Copy out each line below containing "BTreeMap".

[Start of Attachment]

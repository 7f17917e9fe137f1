//! Register file
//!
//! `register_count` [`Value`] slots taken from the container header. Every slot
//! starts as [`Value::Null`]; only the tracer writes to it. Slots are stored
//! sparsely, so memory follows the registers actually written rather than the
//! declared count.

use crate::error::{Result, RuntimeError};
use arbin_spec::{Reg, Value};
use std::collections::BTreeMap;

static NULL: Value = Value::Null;

#[derive(Debug, Clone, PartialEq, Eq)]
pub struct RegisterFile {
    count: u64,
    // Null slots are never stored
    values: BTreeMap<u64, Value>,
}

impl RegisterFile {
    /// Create `count` null registers
    pub fn new(count: u64) -> Self {
        Self {
            count,
            values: BTreeMap::new(),
        }
    }

    /// Number of registers
    #[inline]
    pub fn len(&self) -> u64 {
        self.count
    }

    #[inline]
    pub fn is_empty(&self) -> bool {
        self.count == 0
    }

    /// Check that `reg` is addressable without touching it
    pub fn check(&self, reg: Reg) -> Result<()> {
        if reg.index() < self.count {
            Ok(())
        } else {
            Err(RuntimeError::RegisterOutOfRange {
                index: reg.index(),
                count: self.count,
            })
        }
    }

    /// Read a register
    pub fn get(&self, reg: Reg) -> Result<&Value> {
        self.check(reg)?;
        Ok(self.values.get(&reg.index()).unwrap_or(&NULL))
    }

    /// Write a register
    pub fn set(&mut self, reg: Reg, value: Value) -> Result<()> {
        self.check(reg)?;
        if value.is_null() {
            self.values.remove(&reg.index());
        } else {
            self.values.insert(reg.index(), value);
        }
        Ok(())
    }

    /// Every register in index order, nulls included
    pub fn iter(&self) -> impl Iterator<Item = &Value> + '_ {
        (0..self.count).map(move |i| self.values.get(&i).unwrap_or(&NULL))
    }

    /// Non-null registers in index order
    pub fn written(&self) -> impl Iterator<Item = (Reg, &Value)> + '_ {
        self.values.iter().map(|(&i, v)| (Reg(i), v))
    }

    /// True when no register holds a value
    pub fn is_all_null(&self) -> bool {
        self.values.is_empty()
    }
}

impl std::ops::Index<u64> for RegisterFile {
    type Output = Value;

    /// Panics if `index` is not below the register count
    fn index(&self, index: u64) -> &Value {
        assert!(
            index < self.count,
            "register r{} out of range ({} registers)",
            index,
            self.count
        );
        self.values.get(&index).unwrap_or(&NULL)
    }
}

[End of Attachment]

### Solved problem
use std::collections::BTreeMap;
    values: BTreeMap<u64, Value>,
            values: BTreeMap::new(),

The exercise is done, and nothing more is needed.